Work item:
Look below for the lines from the one with "repository f51cf8049cbe1009" to the one with "const CREATE_ATTEMPTS: u32 = 8;", and copy exactly those lines, both ends included.
(Provided entries begins)
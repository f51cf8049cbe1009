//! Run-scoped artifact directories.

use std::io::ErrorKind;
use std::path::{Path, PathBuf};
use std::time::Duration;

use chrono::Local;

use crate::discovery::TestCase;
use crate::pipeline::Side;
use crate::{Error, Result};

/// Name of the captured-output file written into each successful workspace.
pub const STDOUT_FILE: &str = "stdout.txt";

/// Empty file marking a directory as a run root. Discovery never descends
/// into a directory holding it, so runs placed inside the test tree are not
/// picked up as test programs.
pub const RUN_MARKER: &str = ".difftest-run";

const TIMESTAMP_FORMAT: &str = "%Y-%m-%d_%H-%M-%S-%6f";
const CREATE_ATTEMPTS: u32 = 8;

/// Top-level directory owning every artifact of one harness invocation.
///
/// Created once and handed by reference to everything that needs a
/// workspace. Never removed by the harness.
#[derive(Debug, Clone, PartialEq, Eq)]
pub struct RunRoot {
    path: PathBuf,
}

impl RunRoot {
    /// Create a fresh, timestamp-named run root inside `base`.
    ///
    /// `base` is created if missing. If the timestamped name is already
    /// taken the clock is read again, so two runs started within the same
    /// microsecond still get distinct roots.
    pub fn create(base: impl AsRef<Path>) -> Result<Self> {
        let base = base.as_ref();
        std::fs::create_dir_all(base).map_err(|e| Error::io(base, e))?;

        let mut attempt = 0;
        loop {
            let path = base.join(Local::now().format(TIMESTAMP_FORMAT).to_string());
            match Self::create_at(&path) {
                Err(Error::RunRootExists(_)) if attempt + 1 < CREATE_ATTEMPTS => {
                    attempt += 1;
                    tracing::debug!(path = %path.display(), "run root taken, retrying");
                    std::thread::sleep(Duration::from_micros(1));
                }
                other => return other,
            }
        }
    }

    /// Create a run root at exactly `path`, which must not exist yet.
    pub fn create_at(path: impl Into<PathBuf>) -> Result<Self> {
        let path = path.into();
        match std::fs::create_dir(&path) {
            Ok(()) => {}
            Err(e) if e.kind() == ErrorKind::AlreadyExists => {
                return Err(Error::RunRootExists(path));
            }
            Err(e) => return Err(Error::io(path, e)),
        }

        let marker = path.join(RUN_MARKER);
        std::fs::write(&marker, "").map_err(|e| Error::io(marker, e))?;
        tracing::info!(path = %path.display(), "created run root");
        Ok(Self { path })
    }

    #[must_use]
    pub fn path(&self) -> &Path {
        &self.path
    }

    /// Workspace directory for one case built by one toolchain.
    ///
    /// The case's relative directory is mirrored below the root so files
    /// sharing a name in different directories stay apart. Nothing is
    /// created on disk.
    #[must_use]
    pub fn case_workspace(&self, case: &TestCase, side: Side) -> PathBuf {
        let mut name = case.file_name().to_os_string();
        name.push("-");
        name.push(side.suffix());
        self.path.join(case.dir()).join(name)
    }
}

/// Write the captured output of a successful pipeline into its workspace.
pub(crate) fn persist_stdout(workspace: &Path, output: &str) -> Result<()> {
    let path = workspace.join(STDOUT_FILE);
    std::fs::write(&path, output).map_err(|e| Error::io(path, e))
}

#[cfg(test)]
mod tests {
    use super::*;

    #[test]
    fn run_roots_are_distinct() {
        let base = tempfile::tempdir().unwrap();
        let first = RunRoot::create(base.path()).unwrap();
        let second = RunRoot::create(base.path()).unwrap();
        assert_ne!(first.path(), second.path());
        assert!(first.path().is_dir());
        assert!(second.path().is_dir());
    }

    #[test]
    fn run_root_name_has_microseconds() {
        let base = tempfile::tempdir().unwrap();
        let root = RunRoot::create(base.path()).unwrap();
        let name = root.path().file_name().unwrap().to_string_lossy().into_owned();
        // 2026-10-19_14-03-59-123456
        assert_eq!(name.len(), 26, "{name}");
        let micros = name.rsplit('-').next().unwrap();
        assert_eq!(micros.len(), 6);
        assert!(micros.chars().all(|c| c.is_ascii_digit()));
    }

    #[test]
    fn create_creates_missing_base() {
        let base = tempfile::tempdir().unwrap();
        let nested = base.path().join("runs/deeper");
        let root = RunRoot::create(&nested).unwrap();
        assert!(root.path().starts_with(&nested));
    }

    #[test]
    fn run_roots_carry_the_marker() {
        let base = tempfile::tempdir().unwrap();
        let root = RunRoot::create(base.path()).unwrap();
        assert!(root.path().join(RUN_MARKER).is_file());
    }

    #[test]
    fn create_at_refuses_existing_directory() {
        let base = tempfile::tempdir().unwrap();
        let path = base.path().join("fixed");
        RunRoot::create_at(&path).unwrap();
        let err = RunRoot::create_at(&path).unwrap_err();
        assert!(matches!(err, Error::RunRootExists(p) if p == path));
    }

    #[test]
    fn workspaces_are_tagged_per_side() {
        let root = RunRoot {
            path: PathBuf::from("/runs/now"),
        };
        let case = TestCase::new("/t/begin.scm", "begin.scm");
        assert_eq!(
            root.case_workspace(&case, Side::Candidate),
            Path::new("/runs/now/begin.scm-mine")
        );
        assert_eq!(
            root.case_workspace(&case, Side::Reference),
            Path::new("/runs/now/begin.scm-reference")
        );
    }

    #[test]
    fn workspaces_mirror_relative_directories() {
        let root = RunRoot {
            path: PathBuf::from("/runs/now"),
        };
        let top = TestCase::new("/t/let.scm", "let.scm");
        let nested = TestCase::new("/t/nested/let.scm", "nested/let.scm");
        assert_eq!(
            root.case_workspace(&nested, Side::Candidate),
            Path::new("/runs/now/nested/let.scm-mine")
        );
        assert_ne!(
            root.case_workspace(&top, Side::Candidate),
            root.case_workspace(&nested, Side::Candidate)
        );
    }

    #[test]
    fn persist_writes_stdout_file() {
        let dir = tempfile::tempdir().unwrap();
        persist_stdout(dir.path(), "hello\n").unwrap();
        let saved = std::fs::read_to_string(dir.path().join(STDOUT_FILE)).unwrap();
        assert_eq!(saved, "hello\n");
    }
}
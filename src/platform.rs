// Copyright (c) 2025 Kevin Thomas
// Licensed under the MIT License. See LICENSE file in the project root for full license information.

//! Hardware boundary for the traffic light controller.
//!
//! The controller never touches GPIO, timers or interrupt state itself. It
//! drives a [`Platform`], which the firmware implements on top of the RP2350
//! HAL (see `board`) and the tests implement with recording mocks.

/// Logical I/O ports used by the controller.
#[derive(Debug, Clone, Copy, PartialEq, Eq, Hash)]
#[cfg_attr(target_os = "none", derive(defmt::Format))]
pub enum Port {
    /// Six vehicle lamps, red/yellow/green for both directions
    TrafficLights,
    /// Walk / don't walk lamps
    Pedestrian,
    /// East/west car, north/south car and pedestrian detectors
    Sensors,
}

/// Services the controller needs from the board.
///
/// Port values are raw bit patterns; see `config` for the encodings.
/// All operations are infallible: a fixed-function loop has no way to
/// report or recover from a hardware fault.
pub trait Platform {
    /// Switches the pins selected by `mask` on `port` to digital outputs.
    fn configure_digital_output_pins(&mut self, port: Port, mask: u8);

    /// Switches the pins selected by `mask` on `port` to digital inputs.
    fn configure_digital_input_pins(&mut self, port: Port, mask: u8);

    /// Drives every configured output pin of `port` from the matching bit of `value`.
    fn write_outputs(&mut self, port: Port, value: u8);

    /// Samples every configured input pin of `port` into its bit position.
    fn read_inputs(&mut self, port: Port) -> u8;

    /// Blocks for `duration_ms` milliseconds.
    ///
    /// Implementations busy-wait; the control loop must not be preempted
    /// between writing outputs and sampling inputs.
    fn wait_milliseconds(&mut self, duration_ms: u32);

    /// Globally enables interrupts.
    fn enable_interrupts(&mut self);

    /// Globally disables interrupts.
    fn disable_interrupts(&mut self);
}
(Provided entries ends)
(Provided entries begins)
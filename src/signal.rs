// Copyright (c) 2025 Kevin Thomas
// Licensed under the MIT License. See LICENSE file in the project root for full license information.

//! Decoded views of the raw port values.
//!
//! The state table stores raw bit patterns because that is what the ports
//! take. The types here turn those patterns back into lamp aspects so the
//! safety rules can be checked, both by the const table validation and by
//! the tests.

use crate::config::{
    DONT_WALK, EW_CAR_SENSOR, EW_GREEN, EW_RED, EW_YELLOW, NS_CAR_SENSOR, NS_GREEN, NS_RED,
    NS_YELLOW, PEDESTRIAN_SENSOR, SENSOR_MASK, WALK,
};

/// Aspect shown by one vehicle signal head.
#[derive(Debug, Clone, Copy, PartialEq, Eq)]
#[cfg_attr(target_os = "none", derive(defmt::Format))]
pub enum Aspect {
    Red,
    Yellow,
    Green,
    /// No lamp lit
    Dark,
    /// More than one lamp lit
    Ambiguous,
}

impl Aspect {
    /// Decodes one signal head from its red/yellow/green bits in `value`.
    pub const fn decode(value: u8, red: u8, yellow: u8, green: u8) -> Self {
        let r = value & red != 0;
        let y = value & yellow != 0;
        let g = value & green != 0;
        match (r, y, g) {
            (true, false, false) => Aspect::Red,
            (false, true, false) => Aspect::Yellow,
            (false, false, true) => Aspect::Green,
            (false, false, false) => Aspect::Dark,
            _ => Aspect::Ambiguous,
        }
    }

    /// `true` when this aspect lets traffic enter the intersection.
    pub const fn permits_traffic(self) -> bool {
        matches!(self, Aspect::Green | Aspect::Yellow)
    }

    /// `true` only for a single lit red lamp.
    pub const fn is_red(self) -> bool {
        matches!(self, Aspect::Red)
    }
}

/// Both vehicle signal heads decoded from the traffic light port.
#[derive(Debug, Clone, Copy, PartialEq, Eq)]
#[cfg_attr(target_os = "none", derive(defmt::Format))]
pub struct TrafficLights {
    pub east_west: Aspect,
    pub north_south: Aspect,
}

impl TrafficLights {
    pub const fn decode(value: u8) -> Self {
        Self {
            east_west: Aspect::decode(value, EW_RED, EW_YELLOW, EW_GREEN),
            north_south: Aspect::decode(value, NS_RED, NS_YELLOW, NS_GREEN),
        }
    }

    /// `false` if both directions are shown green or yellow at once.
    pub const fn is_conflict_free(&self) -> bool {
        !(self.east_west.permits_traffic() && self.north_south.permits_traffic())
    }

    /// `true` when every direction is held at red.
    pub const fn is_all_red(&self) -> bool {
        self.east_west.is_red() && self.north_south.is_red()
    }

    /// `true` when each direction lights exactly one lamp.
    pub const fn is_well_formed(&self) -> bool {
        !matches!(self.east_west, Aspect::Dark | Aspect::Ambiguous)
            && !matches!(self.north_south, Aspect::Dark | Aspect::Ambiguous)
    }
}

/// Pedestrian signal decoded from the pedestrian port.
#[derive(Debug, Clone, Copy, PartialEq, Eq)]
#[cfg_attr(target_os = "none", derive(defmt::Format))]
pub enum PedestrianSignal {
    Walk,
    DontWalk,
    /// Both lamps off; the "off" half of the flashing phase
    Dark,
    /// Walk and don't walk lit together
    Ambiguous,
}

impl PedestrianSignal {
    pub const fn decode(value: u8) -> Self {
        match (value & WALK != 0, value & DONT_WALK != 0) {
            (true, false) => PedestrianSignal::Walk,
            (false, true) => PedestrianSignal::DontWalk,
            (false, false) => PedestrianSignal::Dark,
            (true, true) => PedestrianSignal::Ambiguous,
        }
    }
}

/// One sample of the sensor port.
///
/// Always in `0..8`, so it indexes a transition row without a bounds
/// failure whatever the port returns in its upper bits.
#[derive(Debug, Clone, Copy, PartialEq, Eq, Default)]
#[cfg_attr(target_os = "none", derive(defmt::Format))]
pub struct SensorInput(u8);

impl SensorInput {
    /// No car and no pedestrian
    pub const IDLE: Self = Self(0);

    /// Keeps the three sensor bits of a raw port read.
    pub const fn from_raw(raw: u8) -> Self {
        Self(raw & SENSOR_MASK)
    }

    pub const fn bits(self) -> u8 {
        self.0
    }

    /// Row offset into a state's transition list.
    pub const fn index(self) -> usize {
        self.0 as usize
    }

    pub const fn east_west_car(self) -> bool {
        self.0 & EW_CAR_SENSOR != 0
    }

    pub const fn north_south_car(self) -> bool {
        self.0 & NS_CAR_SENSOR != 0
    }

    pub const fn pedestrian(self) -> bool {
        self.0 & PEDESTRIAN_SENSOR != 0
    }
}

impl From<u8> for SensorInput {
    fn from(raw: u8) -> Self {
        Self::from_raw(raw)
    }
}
(Provided entries ends)
(Provided entries begins)
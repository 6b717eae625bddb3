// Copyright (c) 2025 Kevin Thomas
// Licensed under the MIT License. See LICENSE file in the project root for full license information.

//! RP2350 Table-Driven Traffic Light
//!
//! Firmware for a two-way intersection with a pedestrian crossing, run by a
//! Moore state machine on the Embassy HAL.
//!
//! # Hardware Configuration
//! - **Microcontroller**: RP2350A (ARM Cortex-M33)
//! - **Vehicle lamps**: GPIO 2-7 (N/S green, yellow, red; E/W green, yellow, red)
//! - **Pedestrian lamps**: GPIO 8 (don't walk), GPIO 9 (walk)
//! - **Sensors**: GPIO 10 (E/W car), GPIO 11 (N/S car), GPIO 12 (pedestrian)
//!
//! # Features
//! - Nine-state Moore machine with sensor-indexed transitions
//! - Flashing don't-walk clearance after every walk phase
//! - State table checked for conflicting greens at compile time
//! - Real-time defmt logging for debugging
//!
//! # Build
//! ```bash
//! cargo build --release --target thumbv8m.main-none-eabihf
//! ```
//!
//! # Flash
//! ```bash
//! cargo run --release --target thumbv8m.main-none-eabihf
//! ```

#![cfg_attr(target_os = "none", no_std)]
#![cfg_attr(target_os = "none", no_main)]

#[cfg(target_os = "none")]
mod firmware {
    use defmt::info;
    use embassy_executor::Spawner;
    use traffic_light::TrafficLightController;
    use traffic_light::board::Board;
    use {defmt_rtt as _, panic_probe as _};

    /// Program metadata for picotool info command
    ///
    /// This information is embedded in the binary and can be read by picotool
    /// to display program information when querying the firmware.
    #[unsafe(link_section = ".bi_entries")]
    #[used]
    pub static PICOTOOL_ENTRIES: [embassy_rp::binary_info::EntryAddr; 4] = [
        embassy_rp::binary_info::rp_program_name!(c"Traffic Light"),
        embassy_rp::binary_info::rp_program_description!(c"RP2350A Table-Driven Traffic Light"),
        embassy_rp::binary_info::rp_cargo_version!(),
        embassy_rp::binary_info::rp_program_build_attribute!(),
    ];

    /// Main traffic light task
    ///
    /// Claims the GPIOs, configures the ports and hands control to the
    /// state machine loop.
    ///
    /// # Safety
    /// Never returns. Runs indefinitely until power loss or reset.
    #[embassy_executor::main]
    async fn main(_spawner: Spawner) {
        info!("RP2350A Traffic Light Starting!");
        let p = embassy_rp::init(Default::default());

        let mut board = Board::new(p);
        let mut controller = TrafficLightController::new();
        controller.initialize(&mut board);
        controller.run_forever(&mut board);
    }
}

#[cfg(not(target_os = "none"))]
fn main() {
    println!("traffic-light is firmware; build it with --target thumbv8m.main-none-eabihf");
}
(Provided entries ends)
Written response:
repository f51cf8049cbe1009
//! Run-scoped artifact directories.

use std::io::ErrorKind;
use std::path::{Path, PathBuf};
use std::time::Duration;

use chrono::Local;

use crate::discovery::TestCase;
use crate::pipeline::Side;
use crate::{Error, Result};

/// Name of the captured-output file written into each successful workspace.
pub const STDOUT_FILE: &str = "stdout.txt";

/// Empty file marking a directory as a run root. Discovery never descends
/// into a directory holding it, so runs placed inside the test tree are not
/// picked up as test programs.
pub const RUN_MARKER: &str = ".difftest-run";

const TIMESTAMP_FORMAT: &str = "%Y-%m-%d_%H-%M-%S-%6f";
const CREATE_ATTEMPTS: u32 = 8;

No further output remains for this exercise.